:: Records for the exercise ::
****************
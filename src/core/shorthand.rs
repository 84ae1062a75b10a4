use crate::domain::constants::{BELOW_THOUSAND_MAX_FRACTION_DIGITS, BILLION, MILLION, THOUSAND};
use crate::domain::model::Amount;
use regex::Regex;
use std::sync::LazyLock;

/// Leading decimal literal: optional sign, digits with optional fraction, optional exponent.
static DECIMAL_PREFIX: LazyLock<Regex> = LazyLock::new(|| {
    Regex::new(r"^[+-]?(?:[0-9]+(?:\.[0-9]*)?|\.[0-9]+)(?:[eE][+-]?[0-9]+)?")
        .expect("decimal prefix pattern is valid")
});

/// Reads the longest decimal literal at the start of `text`.
///
/// Leading whitespace is skipped and anything after the literal is ignored,
/// so `"12abc"` reads as 12. Returns `None` when no literal is present or the
/// value does not fit in a finite `f64`.
pub fn parse_decimal_prefix(text: &str) -> Option<f64> {
    let text = text.trim_start();
    let literal = DECIMAL_PREFIX.find(text)?.as_str();

    literal.parse::<f64>().ok().filter(|value| value.is_finite())
}

fn suffix_multiplier(suffix: char) -> Option<f64> {
    match suffix {
        'k' => Some(THOUSAND),
        'm' => Some(MILLION),
        'b' => Some(BILLION),
        _ => None,
    }
}

/// Parses user text such as `"1.5k"`, `"500m"` or `"2b"` into an amount.
///
/// Total: empty or malformed input yields 0, never an error.
pub fn parse_amount(input: &str) -> Amount {
    let clean = input.trim().to_lowercase();
    let Some(last) = clean.chars().last() else {
        return 0.0;
    };

    if let Some(multiplier) = suffix_multiplier(last) {
        let head = &clean[..clean.len() - last.len_utf8()];
        if let Some(number) = parse_decimal_prefix(head) {
            return finite_or_zero(number * multiplier);
        }
    }

    parse_decimal_prefix(&clean).map(finite_or_zero).unwrap_or(0.0)
}

fn finite_or_zero(value: f64) -> f64 {
    if value.is_finite() {
        value
    } else {
        0.0
    }
}

/// Renders an amount with a one-decimal `k`/`m`/`b` suffix, or grouped digits below a thousand.
pub fn format_amount(value: Amount) -> String {
    if !value.is_finite() {
        return value.to_string();
    }

    if value >= BILLION {
        format!("{}b", to_fixed_tenth(value / BILLION))
    } else if value >= MILLION {
        format!("{}m", to_fixed_tenth(value / MILLION))
    } else if value >= THOUSAND {
        format!("{}k", to_fixed_tenth(value / THOUSAND))
    } else {
        format_grouped(value)
    }
}

/// One decimal place, rounding the exact stored value (`1.45` is 1.4499… and gives `"1.4"`).
///
/// Exact ties at the hundredths only occur for quarters (`x.25`, `x.75`); those round up.
fn to_fixed_tenth(value: f64) -> String {
    let quarters = value * 4.0;
    let is_exact_tie = quarters.fract() == 0.0 && quarters.rem_euclid(2.0) == 1.0;
    if is_exact_tie {
        return format!("{:.1}", ((value * 10.0).floor() + 1.0) / 10.0);
    }
    format!("{:.1}", value)
}

/// en-US style: `,` grouping, at most three fraction digits, no trailing zeros.
fn format_grouped(value: f64) -> String {
    let scale = 10f64.powi(BELOW_THOUSAND_MAX_FRACTION_DIGITS as i32);
    let rounded = (value * scale).round() / scale;

    let digits = format!("{:.*}", BELOW_THOUSAND_MAX_FRACTION_DIGITS, rounded.abs());
    let (int_part, frac_part) = digits.split_once('.').unwrap_or((digits.as_str(), ""));
    let frac_part = frac_part.trim_end_matches('0');

    let mut out = String::with_capacity(digits.len() + int_part.len() / 3 + 1);
    if rounded < 0.0 {
        out.push('-');
    }
    out.push_str(&group_thousands(int_part));
    if !frac_part.is_empty() {
        out.push('.');
        out.push_str(frac_part);
    }
    out
}

fn group_thousands(int_part: &str) -> String {
    let len = int_part.len();
    let mut grouped = String::with_capacity(len + len / 3);
    for (i, ch) in int_part.chars().enumerate() {
        if i > 0 && (len - i) % 3 == 0 {
            grouped.push(',');
        }
        grouped.push(ch);
    }
    grouped
}
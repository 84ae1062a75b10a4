use crate::domain::constants::{DAILY_RATE, DEFAULT_HOURS, PRESET_DAYS};
use crate::domain::ports::RateProvider;
use crate::utils::error::{CalcError, Result};
use crate::utils::validation::{validate_non_empty, validate_positive, validate_range, Validate};
use regex::Regex;
use serde::{Deserialize, Serialize};
use std::path::Path;
use std::sync::LazyLock;

static ENV_PLACEHOLDER: LazyLock<Regex> =
    LazyLock::new(|| Regex::new(r"\$\{([^}]+)\}").expect("placeholder pattern is valid"));

#[derive(Debug, Clone, Default, Serialize, Deserialize)]
pub struct TomlConfig {
    #[serde(default)]
    pub growth: GrowthConfig,
    #[serde(default)]
    pub durations: DurationsConfig,
}

#[derive(Debug, Clone, Default, Serialize, Deserialize)]
pub struct GrowthConfig {
    pub daily_rate: Option<f64>,
}

#[derive(Debug, Clone, Default, Serialize, Deserialize)]
pub struct DurationsConfig {
    pub preset_days: Option<Vec<f64>>,
    pub default_hours: Option<f64>,
}

impl TomlConfig {
    /// 從 TOML 檔案載入配置
    pub fn from_file<P: AsRef<Path>>(path: P) -> Result<Self> {
        let content = std::fs::read_to_string(&path).map_err(CalcError::IoError)?;
        tracing::debug!("Loaded config from {}", path.as_ref().display());
        Self::from_toml_str(&content)
    }

    /// 從 TOML 字串解析配置
    pub fn from_toml_str(content: &str) -> Result<Self> {
        let processed_content = Self::substitute_env_vars(content);

        toml::from_str(&processed_content).map_err(|e| CalcError::ConfigValidationError {
            field: "toml_parsing".to_string(),
            message: format!("TOML parsing error: {}", e),
        })
    }

    /// 替換環境變數 (例如 ${GEM_DAILY_RATE})，未設定的保持原樣
    fn substitute_env_vars(content: &str) -> String {
        ENV_PLACEHOLDER
            .replace_all(content, |caps: &regex::Captures| {
                let var_name = &caps[1];
                std::env::var(var_name).unwrap_or_else(|_| format!("${{{}}}", var_name))
            })
            .to_string()
    }

    pub fn validate_config(&self) -> Result<()> {
        // A zero rate would leave the final amount flat in hours
        validate_positive("growth.daily_rate", self.daily_rate())?;
        validate_range("growth.daily_rate", self.daily_rate(), 0.0, 1.0)?;

        if let Some(days) = &self.durations.preset_days {
            validate_non_empty("durations.preset_days", days)?;
            for day in days {
                validate_positive("durations.preset_days", *day)?;
            }
        }

        validate_positive("durations.default_hours", self.default_hours())?;

        Ok(())
    }
}

impl RateProvider for TomlConfig {
    fn daily_rate(&self) -> f64 {
        self.growth.daily_rate.unwrap_or(DAILY_RATE)
    }

    fn preset_days(&self) -> Vec<f64> {
        self.durations
            .preset_days
            .clone()
            .unwrap_or_else(|| PRESET_DAYS.to_vec())
    }

    fn default_hours(&self) -> f64 {
        self.durations.default_hours.unwrap_or(DEFAULT_HOURS)
    }
}

impl Validate for TomlConfig {
    fn validate(&self) -> Result<()> {
        self.validate_config()
    }
}
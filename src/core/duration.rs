use crate::core::shorthand::parse_decimal_prefix;
use crate::domain::constants::{DEFAULT_HOURS, HOURS_PER_DAY};
use crate::domain::model::{DurationPreset, DurationSelection, Hours};
use crate::domain::ports::{DefaultRates, RateProvider};

/// The built-in presets: 1, 2, 3, 7, 14, 30 and 90 days.
pub fn presets() -> Vec<DurationPreset> {
    DefaultRates.presets()
}

/// Reads a free-form day count and converts it to hours. `None` unless positive.
pub fn custom_days_to_hours(text: &str) -> Option<Hours> {
    parse_decimal_prefix(text)
        .filter(|days| *days > 0.0)
        .map(|days| days * HOURS_PER_DAY)
}

/// Resolves a selection to hours, keeping `previous_hours` when a custom entry is not positive.
pub fn resolve_hours(selection: &DurationSelection, previous_hours: Hours) -> Hours {
    match selection {
        DurationSelection::Preset(preset) => preset.hours,
        DurationSelection::CustomDays(text) => custom_days_to_hours(text).unwrap_or(previous_hours),
    }
}

/// Tracks the currently selected duration across preset clicks and custom typing.
#[derive(Debug, Clone, PartialEq)]
pub struct DurationResolver {
    selected_hours: Hours,
    custom_days: String,
}

impl Default for DurationResolver {
    fn default() -> Self {
        Self::new(DEFAULT_HOURS)
    }
}

impl DurationResolver {
    pub fn new(initial_hours: Hours) -> Self {
        Self {
            selected_hours: initial_hours,
            custom_days: String::new(),
        }
    }

    pub fn hours(&self) -> Hours {
        self.selected_hours
    }

    pub fn custom_days(&self) -> &str {
        &self.custom_days
    }

    /// Picking a preset wins and clears any custom text.
    pub fn select_preset(&mut self, preset: &DurationPreset) -> Hours {
        self.custom_days.clear();
        self.selected_hours = preset.hours;
        tracing::debug!("Preset '{}' selected: {} hours", preset.label, preset.hours);
        self.selected_hours
    }

    /// Stores the custom text; the duration only changes when it reads as a positive day count.
    pub fn set_custom_days(&mut self, text: &str) -> Hours {
        self.custom_days = text.to_string();
        if let Some(hours) = custom_days_to_hours(text) {
            tracing::debug!("Custom duration '{}' resolved to {} hours", text, hours);
            self.selected_hours = hours;
        }
        self.selected_hours
    }

    pub fn apply(&mut self, selection: &DurationSelection) -> Hours {
        match selection {
            DurationSelection::Preset(preset) => self.select_preset(preset),
            DurationSelection::CustomDays(text) => self.set_custom_days(text),
        }
    }

    /// A preset shows as active only while no custom text is entered.
    pub fn is_preset_active(&self, preset: &DurationPreset) -> bool {
        self.custom_days.is_empty() && self.selected_hours == preset.hours
    }
}

#[cfg(test)]
mod tests {
    use super::*;

    #[test]
    fn test_preset_hours() {
        let hours: Vec<f64> = presets().iter().map(|p| p.hours).collect();
        assert_eq!(hours, vec![24.0, 48.0, 72.0, 168.0, 336.0, 720.0, 2160.0]);
        assert_eq!(presets()[0].label, "1 Day");
        assert_eq!(presets()[6].label, "90 Days");
    }

    #[test]
    fn test_resolve_custom_days() {
        let selection = DurationSelection::CustomDays("1.5".to_string());
        assert_eq!(resolve_hours(&selection, 24.0), 36.0);
    }

    #[test]
    fn test_non_positive_custom_keeps_previous() {
        for text in ["0", "-3", "", "abc"] {
            let selection = DurationSelection::CustomDays(text.to_string());
            assert_eq!(resolve_hours(&selection, 168.0), 168.0);
        }
    }

    #[test]
    fn test_preset_clears_custom_text() {
        let mut resolver = DurationResolver::default();
        assert_eq!(resolver.set_custom_days("10"), 240.0);
        assert_eq!(resolver.custom_days(), "10");

        let week = DurationPreset::from_days(7.0);
        assert_eq!(resolver.select_preset(&week), 168.0);
        assert_eq!(resolver.custom_days(), "");
        assert!(resolver.is_preset_active(&week));
    }

    #[test]
    fn test_apply_selection() {
        let mut resolver = DurationResolver::new(48.0);
        let month = DurationSelection::Preset(DurationPreset::from_days(30.0));

        assert_eq!(resolver.apply(&month), 720.0);
        assert_eq!(resolver.apply(&DurationSelection::CustomDays("2".to_string())), 48.0);
        assert_eq!(resolver.apply(&DurationSelection::CustomDays("nope".to_string())), 48.0);
    }

    #[test]
    fn test_invalid_custom_keeps_hours_but_deactivates_preset() {
        let mut resolver = DurationResolver::default();
        let day = DurationPreset::from_days(1.0);
        resolver.select_preset(&day);

        assert_eq!(resolver.set_custom_days("-1"), 24.0);
        assert!(!resolver.is_preset_active(&day));
    }
}
use crate::app::report::{ignored_days_warning, rate_description, render_presets, render_result};
use crate::core::session::CalculatorSession;
use crate::utils::error::Result;
use std::io::{BufRead, Write};

const HELP: &str = "\
Commands:
  gems <amount>   starting gems, e.g. 1b, 500m, 1.5k
  days <count>    custom duration in days, e.g. 1.5
  preset <n>      pick a duration preset (see `presets`)
  presets         list duration presets
  calc            calculate the result
  show            show current inputs and result
  help            show this help
  quit            leave";

enum Outcome {
    Continue,
    Quit,
}

/// Runs a line-oriented calculator over `input`, writing responses to `output`.
///
/// Ends on `quit`/`exit` or end of input.
pub fn run_interactive<R: BufRead, W: Write>(
    session: &mut CalculatorSession,
    input: R,
    output: &mut W,
) -> Result<()> {
    writeln!(output, "Gem interest calculator ({})", rate_description(session.model()))?;
    writeln!(output, "Type `help` for commands.")?;
    prompt(output)?;

    for line in input.lines() {
        let line = line?;
        match handle_line(session, line.trim(), output)? {
            Outcome::Continue => prompt(output)?,
            Outcome::Quit => break,
        }
    }

    output.flush()?;
    Ok(())
}

fn prompt<W: Write>(output: &mut W) -> Result<()> {
    write!(output, "> ")?;
    output.flush()?;
    Ok(())
}

fn handle_line<W: Write>(session: &mut CalculatorSession, line: &str, output: &mut W) -> Result<Outcome> {
    let (command, argument) = match line.split_once(char::is_whitespace) {
        Some((command, rest)) => (command, rest.trim()),
        None => (line, ""),
    };

    tracing::debug!("Interactive command '{}' with argument '{}'", command, argument);

    match command.to_lowercase().as_str() {
        "" => {}
        "gems" => {
            session.set_amount_input(argument);
            match session.amount_echo() {
                Some(echo) => writeln!(output, "{}", echo)?,
                None => writeln!(output, "Enter a positive amount (e.g. 1b, 500m, 1.5k)")?,
            }
        }
        "days" => {
            let hours = session.set_custom_days(argument);
            if let Some(warning) = ignored_days_warning(argument, hours) {
                writeln!(output, "{}", warning)?;
            }
            writeln!(output, "Duration: {} hours", hours)?;
        }
        "preset" => match argument.parse::<usize>().ok().and_then(|n| n.checked_sub(1)) {
            Some(index) if session.select_preset(index).is_some() => {
                let preset = &session.presets()[index];
                writeln!(output, "Duration: {} ({} hours)", preset.label, preset.hours)?;
            }
            _ => writeln!(output, "Unknown preset '{}', see `presets`", argument)?,
        },
        "presets" => writeln!(output, "{}", render_presets(session.presets(), session.duration()))?,
        "calc" => {
            session.calculate();
            let rendered = session
                .result()
                .map(|result| render_result(result, session.model()));
            match rendered {
                Some(text) => writeln!(output, "{}", text)?,
                None => writeln!(output, "Enter a positive amount and duration to calculate")?,
            }
        }
        "show" => {
            writeln!(output, "Gems input: '{}'", session.amount_input())?;
            writeln!(output, "Duration:   {} hours", session.hours())?;
            if let Some(result) = session.result() {
                writeln!(output, "{}", render_result(result, session.model()))?;
            }
        }
        "help" => writeln!(output, "{}", HELP)?,
        "quit" | "exit" => return Ok(Outcome::Quit),
        other => writeln!(output, "Unknown command '{}', type `help`", other)?,
    }

    Ok(Outcome::Continue)
}
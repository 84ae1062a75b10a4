// Domain layer: value types, constants and ports. No I/O here.

pub mod constants;
pub mod model;
pub mod ports;
pub mod app;
pub mod config;
pub mod core;
pub mod domain;
pub mod utils;

#[cfg(feature = "cli")]
pub use config::CliConfig;

pub use crate::config::toml_config::TomlConfig;
pub use crate::core::duration::{presets, resolve_hours, DurationResolver};
pub use crate::core::growth::{compute_growth, GrowthModel};
pub use crate::core::session::CalculatorSession;
pub use crate::core::shorthand::{format_amount, parse_amount};
pub use crate::domain::model::{Amount, DurationPreset, DurationSelection, GrowthResult, Hours};
pub use crate::domain::ports::{DefaultRates, RateProvider};
pub use crate::utils::error::{CalcError, Result};
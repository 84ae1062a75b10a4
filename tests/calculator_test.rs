use gem_growth::{
    compute_growth, format_amount, parse_amount, presets, resolve_hours, CalculatorSession,
    DefaultRates, DurationSelection, GrowthModel,
};

#[test]
fn test_shorthand_round_trip_within_one_decimal() {
    for value in [1_500.0, 2_300_000.0, 1_500_000_000.0, 45_600.0] {
        let reparsed = parse_amount(&format_amount(value));
        // One-decimal rounding of the scaled value
        let tolerance = value * 0.05;
        assert!(
            (reparsed - value).abs() <= tolerance,
            "{} -> {} -> {}",
            value,
            format_amount(value),
            reparsed
        );
    }

    assert_eq!(format_amount(1_500_000_000.0), "1.5b");
    assert_eq!(parse_amount("1.5b"), 1_500_000_000.0);
}

#[test]
fn test_parse_then_compute_then_format() {
    let amount = parse_amount("1m");
    let hours = resolve_hours(&DurationSelection::Preset(presets()[0].clone()), 0.0);
    let result = compute_growth(amount, hours).unwrap();

    assert_eq!(format_amount(result.display_final()), "1.0m");
    assert_eq!(format_amount(result.display_profit()), "1.0k");
    assert!((result.percentage_gain - 0.1).abs() < 1e-4);
}

#[test]
fn test_ninety_days_on_a_billion() {
    let result = compute_growth(parse_amount("1b"), 90.0 * 24.0).unwrap();

    let expected = 1e9 * (1.0 + 0.001 / 24.0_f64).powf(2160.0);
    assert_eq!(result.final_amount, expected);
    assert_eq!(format_amount(result.display_final()), "1.1b");
    assert!(result.percentage_gain > 9.0 && result.percentage_gain < 9.5);
}

#[test]
fn test_garbage_input_is_not_computable() {
    let amount = parse_amount("lots of gems");
    assert_eq!(amount, 0.0);
    assert!(compute_growth(amount, 24.0).is_none());
}

#[test]
fn test_session_with_custom_model() {
    let mut session = CalculatorSession::new(&DefaultRates);
    assert_eq!(session.model(), &GrowthModel::default());

    session.set_amount_input("250k");
    session.set_custom_days("1.5");
    assert_eq!(session.hours(), 36.0);

    let result = *session.calculate().unwrap();
    assert_eq!(result, compute_growth(250_000.0, 36.0).unwrap());
}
****************
The line containing "assert_eq!(session.hours(), 36.0);" and all lines after it, through the last line of the data, should be retyped exactly.

:: Output below ::
    assert_eq!(session.hours(), 36.0);

    let result = *session.calculate().unwrap();
    assert_eq!(result, compute_growth(250_000.0, 36.0).unwrap());
}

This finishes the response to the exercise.